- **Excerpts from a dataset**
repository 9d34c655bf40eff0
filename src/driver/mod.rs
pub mod headless;
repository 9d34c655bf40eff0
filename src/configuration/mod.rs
pub mod config;
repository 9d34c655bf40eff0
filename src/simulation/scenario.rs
//! Build and drive a fully-initialized solar-system scenario
//!
//! Takes a `ScenarioConfig` (YAML-facing) and produces the runtime bundle
//! `Scenario`, containing:
//! - engine settings (`Engine`)
//! - numerical parameters (`Parameters`)
//! - system state (`System` with bodies at t = 0)
//! - active force set (`AccelSet`)
//! - time compression (`TimeScale`)
//!
//! `Scenario` is the whole public surface of the dynamics: rendering and
//! input collaborators read body state through it and push mass, time scale
//! and reset commands into it.

use rand::rngs::StdRng;
use rand::{Rng, SeedableRng};
use tracing::info;

use crate::configuration::config::ScenarioConfig;
use crate::error::{SimError, SimResult};
use crate::simulation::absorption::{evaluate_absorption, Absorption};
use crate::simulation::catalog::{canonical_system, LaunchSite};
use crate::simulation::engine::Engine;
use crate::simulation::forces::{AccelSet, NewtonianGravity};
use crate::simulation::integrator::symplectic_euler;
use crate::simulation::params::Parameters;
use crate::simulation::states::{Body, BodyId, NPoint3, NVec3, System};
use crate::simulation::time::TimeScale;

/// Upper bound (exclusive) of each randomised launch velocity component, m/s
pub const MAX_RANDOM_LAUNCH_SPEED: f64 = 10_000.0;

/// Direction of a runtime mass adjustment
#[derive(Debug, Clone, Copy, PartialEq, Eq)]
pub enum MassStep {
    Increase,
    Decrease,
}

pub struct Scenario {
    pub engine: Engine,
    pub parameters: Parameters,
    system: System,
    forces: AccelSet,
    time_scale: TimeScale,
    launch: LaunchSite,
    randomize_on_reset: bool,
    rng: StdRng,
}

impl Default for Scenario {
    /// The canonical solar system with default settings
    fn default() -> Self {
        Self::assemble(Engine::default(), Parameters::default(), LaunchSite::default(), false)
    }
}

impl Scenario {
    pub fn build_scenario(cfg: ScenarioConfig) -> SimResult<Self> {
        cfg.validate()?;
        Ok(Self::assemble(
            cfg.engine(),
            cfg.parameters(),
            cfg.launch_site(),
            cfg.launch.randomize_on_reset,
        ))
    }

    // inputs are already validated
    fn assemble(engine: Engine, parameters: Parameters, launch: LaunchSite, randomize_on_reset: bool) -> Self {
        let system = canonical_system(&launch, parameters.length_scale);

        // Forces: register Newtonian gravity
        let forces = AccelSet::new().with(NewtonianGravity { G: parameters.G });

        let time_scale = TimeScale::new(parameters.time_compression).unwrap_or_default();
        let rng = StdRng::seed_from_u64(parameters.seed);

        Self {
            engine,
            parameters,
            system,
            forces,
            time_scale,
            launch,
            randomize_on_reset,
            rng,
        }
    }

    // =====================================================================
    // dynamics
    // =====================================================================

    /// Run one integration step of `dt` seconds over every active body in
    /// fixed order. Non-positive or non-finite `dt` is a no-op; returns
    /// whether a step was taken.
    pub fn advance(&mut self, dt: f64) -> bool {
        symplectic_euler(&mut self.system, &self.forces, self.engine.gravity, dt)
    }

    /// Apply the absorption policy to the current positions
    pub fn evaluate_absorption(&mut self) -> Vec<Absorption> {
        evaluate_absorption(&mut self.system, self.parameters.length_scale)
    }

    /// Simulated seconds elapsed since the last reset
    pub fn elapsed(&self) -> f64 {
        self.system.t
    }

    // =====================================================================
    // read access
    // =====================================================================

    pub fn system(&self) -> &System {
        &self.system
    }

    pub fn body(&self, id: BodyId) -> &Body {
        self.system.body(id)
    }

    pub fn launch_site(&self) -> LaunchSite {
        self.launch
    }

    pub fn time_scale(&self) -> &TimeScale {
        &self.time_scale
    }

    /// Real elapsed milliseconds to simulated seconds at the current compression
    pub fn simulated_delta(&self, real_elapsed_ms: f64) -> f64 {
        self.time_scale.simulated_delta(real_elapsed_ms)
    }

    // =====================================================================
    // commands
    // =====================================================================

    pub fn set_mass(&mut self, id: BodyId, mass: f64) -> SimResult<()> {
        if !(mass > 0.0 && mass.is_finite()) {
            return Err(SimError::InvalidMass { body: id, mass });
        }
        self.system.body_mut(id).set_mass_unchecked(mass);
        Ok(())
    }

    /// Multiply or divide a mass by its step factor (`star_mass_step` for the
    /// Star, `planet_mass_step` for everything else)
    pub fn step_mass(&mut self, id: BodyId, step: MassStep) -> SimResult<()> {
        let factor = match id {
            BodyId::Star => self.parameters.star_mass_step,
            _ => self.parameters.planet_mass_step,
        };
        let current = self.body(id).mass();
        let mass = match step {
            MassStep::Increase => current * factor,
            MassStep::Decrease => current / factor,
        };
        self.set_mass(id, mass)?;
        info!(body = %id, mass, "mass stepped");
        Ok(())
    }

    /// Values `<= 0` destroy a planet or the free object; a destroyed body
    /// stays destroyed. The Star ignores them.
    pub fn set_display_radius(&mut self, id: BodyId, radius: f64) {
        self.system.body_mut(id).set_display_radius(radius);
    }

    /// Teleport a body, keeping the registry in sync
    pub fn place_body(&mut self, id: BodyId, position: NPoint3, velocity: NVec3) {
        self.system.place(id, position, velocity);
    }

    pub fn set_time_compression(&mut self, coefficient: f64) -> SimResult<()> {
        self.time_scale.set(coefficient)
    }

    pub fn speed_up(&mut self) {
        self.time_scale.speed_up();
    }

    pub fn slow_down(&mut self) {
        self.time_scale.slow_down();
    }

    /// Restore every body to its launch-time state, re-activate all of them
    /// and restore the default time compression. With randomised relaunch
    /// the free object first gets a new launch site from the seeded rng.
    pub fn reset(&mut self) {
        if self.randomize_on_reset {
            self.launch = self.random_launch_site();
        }
        self.system = canonical_system(&self.launch, self.parameters.length_scale);
        self.time_scale.reset();
        info!(launch_planet = %self.launch.planet, "simulation reset");
    }

    fn random_launch_site(&mut self) -> LaunchSite {
        let planet = BodyId::PLANETS[self.rng.gen_range(0..BodyId::PLANETS.len())];
        let velocity = NVec3::new(
            self.rng.gen_range(0.0..MAX_RANDOM_LAUNCH_SPEED),
            self.rng.gen_range(0.0..MAX_RANDOM_LAUNCH_SPEED),
            self.rng.gen_range(0.0..MAX_RANDOM_LAUNCH_SPEED),
        );
        LaunchSite { planet, velocity }
    }
}
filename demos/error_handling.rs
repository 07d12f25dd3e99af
//! Handling the client's error taxonomy.
//!
//! Shows the failures a host program should expect: typo'd field names,
//! unsatisfied schemas, and submitting before credentials are set. None of
//! these touch the network.
//!
//! Run with: `cargo run --example error_handling`

use paytrace_client::{
    GatewayConfig, GatewayError, PayTraceClient, Request, TransactionType, ValidationError,
};

fn main() -> paytrace_client::Result<()> {
    // A field name the schema does not know fails immediately.
    let mut request = Request::new(TransactionType::Sale)?;
    match request.set_field("ammount", "1.00") {
        Err(GatewayError::UnknownField(name)) => println!("typo caught: '{name}'"),
        other => println!("unexpected: {other:?}"),
    }

    // Validation names exactly what is missing.
    match request.validate() {
        Err(ValidationError::MissingRequiredField(field)) => {
            println!("fill in '{field}' first");
        }
        other => println!("unexpected: {other:?}"),
    }
    request.set_field("amount", "1.00")?;
    match request.validate() {
        Err(ValidationError::MissingRequiredGroup { group, members }) => {
            println!("'{group}' needs one of: {}", members.join(", "));
        }
        other => println!("unexpected: {other:?}"),
    }
    request.set_field("cc", "4012881888818888")?;
    assert!(request.validate().is_ok());

    // Submitting without credentials fails before any network activity.
    let client = PayTraceClient::new(&GatewayConfig::default())?;
    match client.submit(&request) {
        Err(GatewayError::MissingCredentials) => {
            println!("set credentials before submitting");
        }
        other => println!("unexpected: {other:?}"),
    }

    Ok(())
}
//! Field schemas for the PayTrace key/value API.
//!
//! Every transaction type the gateway documents maps to a static table of
//! field definitions: which fields must always be present, which belong to a
//! group of mutually alternative fields (any one member satisfies the group),
//! and which are optional. The tables drive both request validation and the
//! help output in the demos, replacing the attribute introspection the
//! gateway's dynamic-language clients rely on.
//!
//! Field names on this API surface are the lowercase, case-sensitive names
//! callers pass in (`amount`, `cc`, `tranxid`); uppercasing to the gateway's
//! wire names happens at encode time.

mod registry;

use std::fmt;

pub use registry::{Registry, TypeSchema};

use crate::error::{GatewayError, Result};

/// Fields merged into every request from the active credential context.
///
/// These are recognized on any request in addition to the per-type schema,
/// but the context values are authoritative at encode time.
pub const CREDENTIAL_FIELDS: &[&str] = &["un", "pswd", "terms"];

/// A named kind of gateway operation.
///
/// The set is fixed at compile time; [`Registry`] holds one schema per
/// variant. `Credit` in older gateway documentation is the same operation as
/// [`Refund`](Self::Refund) and resolves to it in [`from_name`](Self::from_name).
#[derive(Debug, Clone, Copy, PartialEq, Eq, Hash)]
pub enum TransactionType {
    /// Charge a card (or stored customer) immediately.
    Sale,
    /// Reserve funds without capturing them.
    Authorization,
    /// Return funds from a settled transaction, or re-key a refund.
    Refund,
    /// Cancel an unsettled transaction by its transaction ID.
    Void,
    /// Sale with an approval code obtained outside the gateway.
    ForcedSale,
    /// Settle a previously approved authorization.
    Capture,
    /// Cash disbursement to the card holder; swiped by default.
    CashAdvance,
    /// Store a transaction for later authorization.
    StoreForward,
    /// ACH debit against a checking account.
    CheckSale,
    /// ACH refund, by check ID or account details.
    CheckRefund,
    /// Create a stored customer profile.
    CreateCustomer,
    /// Update a stored customer profile.
    UpdateCustomer,
    /// Delete a stored customer profile.
    DeleteCustomer,
    /// Email a transaction or check receipt.
    EmailReceipt,
    /// Export transaction records.
    ExportTransactions,
    /// Export settlement batch information.
    ExportBatch,
    /// Initiate settlement on terminal-based networks.
    SettleBatch,
}

impl TransactionType {
    /// Every defined transaction type, in registry order.
    pub const ALL: &'static [Self] = &[
        Self::Sale,
        Self::Authorization,
        Self::Refund,
        Self::Void,
        Self::ForcedSale,
        Self::Capture,
        Self::CashAdvance,
        Self::StoreForward,
        Self::CheckSale,
        Self::CheckRefund,
        Self::CreateCustomer,
        Self::UpdateCustomer,
        Self::DeleteCustomer,
        Self::EmailReceipt,
        Self::ExportTransactions,
        Self::ExportBatch,
        Self::SettleBatch,
    ];

    /// Canonical name for this transaction type.
    #[must_use]
    pub fn name(self) -> &'static str {
        match self {
            Self::Sale => "Sale",
            Self::Authorization => "Authorization",
            Self::Refund => "Refund",
            Self::Void => "Void",
            Self::ForcedSale => "ForcedSale",
            Self::Capture => "Capture",
            Self::CashAdvance => "CashAdvance",
            Self::StoreForward => "StoreForward",
            Self::CheckSale => "CheckSale",
            Self::CheckRefund => "CheckRefund",
            Self::CreateCustomer => "CreateCustomer",
            Self::UpdateCustomer => "UpdateCustomer",
            Self::DeleteCustomer => "DeleteCustomer",
            Self::EmailReceipt => "EmailReceipt",
            Self::ExportTransactions => "ExportTransactions",
            Self::ExportBatch => "ExportBatch",
            Self::SettleBatch => "SettleBatch",
        }
    }

    /// Resolves a transaction type from its canonical name or a documented
    /// wire alias (`Force`, `Str/FWD`, `Credit`).
    ///
    /// # Errors
    ///
    /// Returns [`GatewayError::SchemaNotFound`] for any other name.
    pub fn from_name(name: &str) -> Result<Self> {
        match name {
            "Sale" => Ok(Self::Sale),
            "Authorization" => Ok(Self::Authorization),
            "Refund" | "Credit" => Ok(Self::Refund),
            "Void" => Ok(Self::Void),
            "ForcedSale" | "Force" => Ok(Self::ForcedSale),
            "Capture" => Ok(Self::Capture),
            "CashAdvance" => Ok(Self::CashAdvance),
            "StoreForward" | "Str/FWD" => Ok(Self::StoreForward),
            "CheckSale" => Ok(Self::CheckSale),
            "CheckRefund" => Ok(Self::CheckRefund),
            "CreateCustomer" => Ok(Self::CreateCustomer),
            "UpdateCustomer" => Ok(Self::UpdateCustomer),
            "DeleteCustomer" => Ok(Self::DeleteCustomer),
            "EmailReceipt" => Ok(Self::EmailReceipt),
            "ExportTransactions" => Ok(Self::ExportTransactions),
            "ExportBatch" => Ok(Self::ExportBatch),
            "SettleBatch" => Ok(Self::SettleBatch),
            other => Err(GatewayError::SchemaNotFound(other.to_owned())),
        }
    }
}

impl fmt::Display for TransactionType {
    fn fmt(&self, f: &mut fmt::Formatter<'_>) -> fmt::Result {
        f.write_str(self.name())
    }
}

/// Necessity of one field for one transaction type.
#[derive(Debug, Clone, Copy, PartialEq, Eq)]
pub enum FieldRule {
    /// Must be present and non-empty.
    Required,
    /// At least one field sharing this group identifier must be present and
    /// non-empty. Providing several members is allowed.
    RequiredInGroup(&'static str),
    /// May be omitted.
    Optional,
}

/// One field definition in a transaction type's schema.
#[derive(Debug, Clone, Copy, PartialEq, Eq)]
pub struct FieldDef {
    /// Caller-facing field name (lowercase, case-sensitive).
    pub name: &'static str,
    /// Necessity of the field for the owning type.
    pub rule: FieldRule,
}

impl FieldDef {
    /// A `Required` field.
    #[must_use]
    pub const fn required(name: &'static str) -> Self {
        Self { name, rule: FieldRule::Required }
    }

    /// A member of a group of alternative fields.
    #[must_use]
    pub const fn in_group(name: &'static str, group: &'static str) -> Self {
        Self { name, rule: FieldRule::RequiredInGroup(group) }
    }

    /// An `Optional` field.
    #[must_use]
    pub const fn optional(name: &'static str) -> Self {
        Self { name, rule: FieldRule::Optional }
    }
}

#[cfg(test)]
mod tests {
    use super::*;

    #[test]
    fn test_from_name_canonical() {
        for ty in TransactionType::ALL {
            assert_eq!(TransactionType::from_name(ty.name()).unwrap(), *ty);
        }
    }

    #[test]
    fn test_from_name_wire_aliases() {
        assert_eq!(TransactionType::from_name("Force").unwrap(), TransactionType::ForcedSale);
        assert_eq!(TransactionType::from_name("Str/FWD").unwrap(), TransactionType::StoreForward);
        assert_eq!(TransactionType::from_name("Credit").unwrap(), TransactionType::Refund);
    }

    #[test]
    fn test_from_name_unknown_fails() {
        let err = TransactionType::from_name("Barter").unwrap_err();
        assert!(matches!(err, GatewayError::SchemaNotFound(name) if name == "Barter"));
    }

    #[test]
    fn test_from_name_is_case_sensitive() {
        assert!(TransactionType::from_name("sale").is_err());
        assert!(TransactionType::from_name("VOID").is_err());
    }

    #[test]
    fn test_display_matches_name() {
        assert_eq!(TransactionType::Void.to_string(), "Void");
        assert_eq!(TransactionType::ForcedSale.to_string(), "ForcedSale");
    }

    #[test]
    fn test_field_def_constructors() {
        assert_eq!(FieldDef::required("amount").rule, FieldRule::Required);
        assert_eq!(FieldDef::in_group("cc", "payment").rule, FieldRule::RequiredInGroup("payment"));
        assert_eq!(FieldDef::optional("invoice").rule, FieldRule::Optional);
    }
}
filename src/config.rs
//! Client configuration.
//!
//! TOML-deserializable settings for the gateway endpoint and transport. The
//! defaults point at the production gateway; override `api_url` for a
//! sandbox host.

use serde::Deserialize;
use url::Url;

use crate::{
    error::{GatewayError, Result},
    transport::HttpConfig,
};

/// Production gateway endpoint.
pub const DEFAULT_API_URL: &str = "https://paytrace.com/api/default.pay";

/// Root client configuration.
///
/// # Examples
///
/// ```
/// use paytrace_client::GatewayConfig;
///
/// let toml = r#"
///     api_url = "https://paytrace.com/api/default.pay"
///
///     [transport]
///     timeout_secs = 30
/// "#;
///
/// let config: GatewayConfig = toml::from_str(toml).unwrap();
/// assert!(config.validate().is_ok());
/// ```
#[derive(Debug, Clone, Deserialize)]
pub struct GatewayConfig {
    /// Gateway endpoint URL.
    #[serde(default = "default_api_url")]
    pub api_url: String,

    /// HTTP transport settings.
    #[serde(default)]
    pub transport: HttpConfig,
}

impl Default for GatewayConfig {
    fn default() -> Self {
        Self { api_url: default_api_url(), transport: HttpConfig::default() }
    }
}

impl GatewayConfig {
    /// Validates the configuration.
    ///
    /// The endpoint must be an HTTPS URL that is not a localhost or loopback
    /// address: credentials ride on every request, so an accidental plaintext
    /// or local target is refused outright. Transport bounds are checked too.
    ///
    /// # Errors
    ///
    /// Returns [`GatewayError::Config`] naming the offending value.
    pub fn validate(&self) -> Result<()> {
        self.endpoint()?;
        self.transport.validate()
    }

    /// Parses and validates the endpoint URL.
    ///
    /// # Errors
    ///
    /// Returns [`GatewayError::Config`] if the URL does not parse or fails
    /// the HTTPS/loopback checks.
    pub fn endpoint(&self) -> Result<Url> {
        let url = Url::parse(&self.api_url)
            .map_err(|e| GatewayError::Config(format!("invalid api_url '{}': {e}", self.api_url)))?;

        if url.scheme() != "https" {
            return Err(GatewayError::Config(format!(
                "api_url must use HTTPS, got: {}",
                url.scheme()
            )));
        }

        if let Some(host) = url.host_str() {
            let host_lower = host.to_lowercase();
            if host_lower == "localhost"
                || host_lower == "::1"
                || host_lower == "[::1]"
                || host_lower.starts_with("127.")
            {
                return Err(GatewayError::Config(format!(
                    "api_url must not be localhost or loopback: {host}"
                )));
            }
        }

        Ok(url)
    }
}

fn default_api_url() -> String {
    DEFAULT_API_URL.to_owned()
}
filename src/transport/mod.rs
//! Transport adapter for delivering wire payloads to the gateway.
//!
//! The core treats delivery as an opaque blocking call: hand the adapter an
//! encoded payload, get the raw reply body back unmodified. TLS, timeouts and
//! connection reuse live behind the [`Transport`] trait; hosts and tests can
//! substitute their own implementation.

pub mod config;

pub use config::HttpConfig;

use std::fmt;

use reqwest::header::CONTENT_TYPE;
use url::Url;

use crate::error::{GatewayError, Result};

/// Blocking delivery of one encoded request.
///
/// Implementations must POST the payload as the complete request body and
/// return the raw reply body without interpretation. No retries: a failed
/// exchange surfaces as an error exactly once.
pub trait Transport: fmt::Debug + Send + Sync {
    /// Sends `wire_payload` to `endpoint` and returns the raw response body.
    ///
    /// # Errors
    ///
    /// Returns [`GatewayError::Http`] for HTTP-client failures and
    /// [`GatewayError::Transport`] for non-success status codes.
    fn send(&self, endpoint: &Url, wire_payload: &str) -> Result<String>;
}

/// HTTP transport over a pooled blocking client.
#[derive(Debug)]
pub struct HttpTransport {
    client: reqwest::blocking::Client,
}

impl HttpTransport {
    /// Creates a transport with default configuration.
    ///
    /// # Errors
    ///
    /// Returns an error if client construction fails.
    pub fn new() -> Result<Self> {
        Self::with_config(&HttpConfig::default())
    }

    /// Creates a transport from validated configuration.
    ///
    /// # Errors
    ///
    /// Returns [`GatewayError::Config`] for out-of-bounds settings and
    /// [`GatewayError::Http`] if client construction fails.
    pub fn with_config(config: &HttpConfig) -> Result<Self> {
        config.validate()?;
        let client = reqwest::blocking::Client::builder()
            .pool_max_idle_per_host(config.pool_max_idle_per_host)
            .timeout(config.timeout())
            .connect_timeout(config.connect_timeout())
            .build()?;
        Ok(Self { client })
    }
}

impl Transport for HttpTransport {
    fn send(&self, endpoint: &Url, wire_payload: &str) -> Result<String> {
        let response = self
            .client
            .post(endpoint.clone())
            .header(CONTENT_TYPE, "application/x-www-form-urlencoded")
            .body(wire_payload.to_owned())
            .send()?;

        let status = response.status();
        if !status.is_success() {
            return Err(GatewayError::Transport(format!("gateway returned status {status}")));
        }

        Ok(response.text()?)
    }
}

#[cfg(test)]
mod tests {
    use super::*;

    #[test]
    fn test_transport_with_default_config() {
        assert!(HttpTransport::new().is_ok());
    }

    #[test]
    fn test_transport_rejects_invalid_config() {
        let config =
            HttpConfig { pool_max_idle_per_host: 10, timeout_secs: 0, connect_timeout_secs: 10 };
        assert!(matches!(
            HttpTransport::with_config(&config).unwrap_err(),
            GatewayError::Config(_)
        ));
    }
}
//! Error types for the PayTrace client.
//!
//! All errors implement the standard [`std::error::Error`] trait via
//! [`thiserror::Error`]. The crate performs no silent recovery: every failure
//! is surfaced to the caller as a typed error, and gateway-level business
//! outcomes (e.g. a declined card) are NOT errors: a decoded
//! [`Response`](crate::Response) carrying a decline code is a successful call.
//!
//! # Error Categories
//!
//! - **Schema errors** ([`GatewayError::SchemaNotFound`],
//!   [`GatewayError::UnknownField`]): programmer errors, fatal to the call
//! - **Validation errors** ([`ValidationError`]): recoverable; fill in the
//!   missing fields and validate again
//! - **Credential errors** ([`GatewayError::MissingCredentials`]): recoverable
//!   by setting credentials and resubmitting
//! - **Transport errors** ([`GatewayError::Http`],
//!   [`GatewayError::Transport`]): network-layer failures, propagated
//!   unchanged and never retried by the core
//! - **Decode errors** ([`GatewayError::Decode`]): the raw reply could not be
//!   parsed; the offending snippet is preserved for diagnosis

use thiserror::Error;

/// Result type alias for gateway operations.
///
/// All fallible functions in this crate return this type.
pub type Result<T> = std::result::Result<T, GatewayError>;

/// Errors that can occur while building, submitting, or decoding a gateway
/// exchange.
#[must_use = "errors should be handled, propagated, or explicitly panicked"]
#[derive(Debug, Error)]
pub enum GatewayError {
    /// No schema is registered for the requested transaction type.
    ///
    /// This must never occur for the statically-defined types; it guards
    /// lookups by wire name and future registry extensions.
    #[error("no schema registered for transaction type '{0}'")]
    SchemaNotFound(String),

    /// A field name is not recognized for the bound transaction type.
    ///
    /// Raised on construction and on [`set_field`](crate::Request::set_field)
    /// so that typos fail loudly instead of being silently dropped by the
    /// gateway.
    #[error("unrecognized field '{0}'")]
    UnknownField(String),

    /// The request does not satisfy its schema.
    ///
    /// Recoverable: fill in the missing fields and validate again.
    #[error(transparent)]
    Validation(#[from] ValidationError),

    /// Submission was attempted with no active credentials.
    ///
    /// The check runs before any network activity; set credentials on the
    /// client and resubmit.
    #[error("credentials are not set; call set_credentials before submitting")]
    MissingCredentials,

    /// HTTP request failed.
    ///
    /// Wraps [`reqwest::Error`]: timeouts, connection refusals, DNS and TLS
    /// failures. The core does not retry; that is a caller decision.
    #[error("HTTP request failed: {0}")]
    Http(#[from] reqwest::Error),

    /// Transport-level failure outside the HTTP client itself, such as a
    /// non-success status from the gateway host.
    #[error("transport failure: {0}")]
    Transport(String),

    /// The raw response body could not be parsed into key/value pairs.
    ///
    /// Carries a bounded snippet of the offending body; the decoder never
    /// guesses a partial result.
    #[error("malformed gateway response: {snippet:?}")]
    Decode {
        /// Leading portion of the body that failed to parse.
        snippet: String,
    },

    /// Invalid client configuration (endpoint URL, transport bounds).
    #[error("invalid gateway configuration: {0}")]
    Config(String),
}

/// Schema validation failures raised by [`validate`](crate::Request::validate).
///
/// Validation is pure and repeatable: calling it twice with no mutation in
/// between yields the same result.
#[derive(Debug, Clone, Error, PartialEq, Eq)]
pub enum ValidationError {
    /// A `Required` field is absent or empty.
    ///
    /// An empty string counts as "provided but empty" and does not satisfy
    /// the rule.
    #[error("missing required field '{0}'")]
    MissingRequiredField(String),

    /// No member of a required group of alternative fields is present.
    ///
    /// Providing any one member satisfies the group; providing several is not
    /// an error at this layer.
    #[error("missing required group '{group}': provide one of {members:?}")]
    MissingRequiredGroup {
        /// Group identifier from the schema (e.g. `payment`).
        group: String,
        /// Every member field that could satisfy the group.
        members: Vec<String>,
    },
}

- **Problem details**
The answer must be a verbatim transcription of the entries above, from the first line through the line that contains "- engine settings", and nothing more.

- **Exercise answer**
repository 9d34c655bf40eff0
filename src/driver/mod.rs
pub mod headless;
repository 9d34c655bf40eff0
filename src/configuration/mod.rs
pub mod config;
repository 9d34c655bf40eff0
filename src/simulation/scenario.rs
//! Build and drive a fully-initialized solar-system scenario
//!
//! Takes a `ScenarioConfig` (YAML-facing) and produces the runtime bundle
//! `Scenario`, containing:
//! - engine settings (`Engine`)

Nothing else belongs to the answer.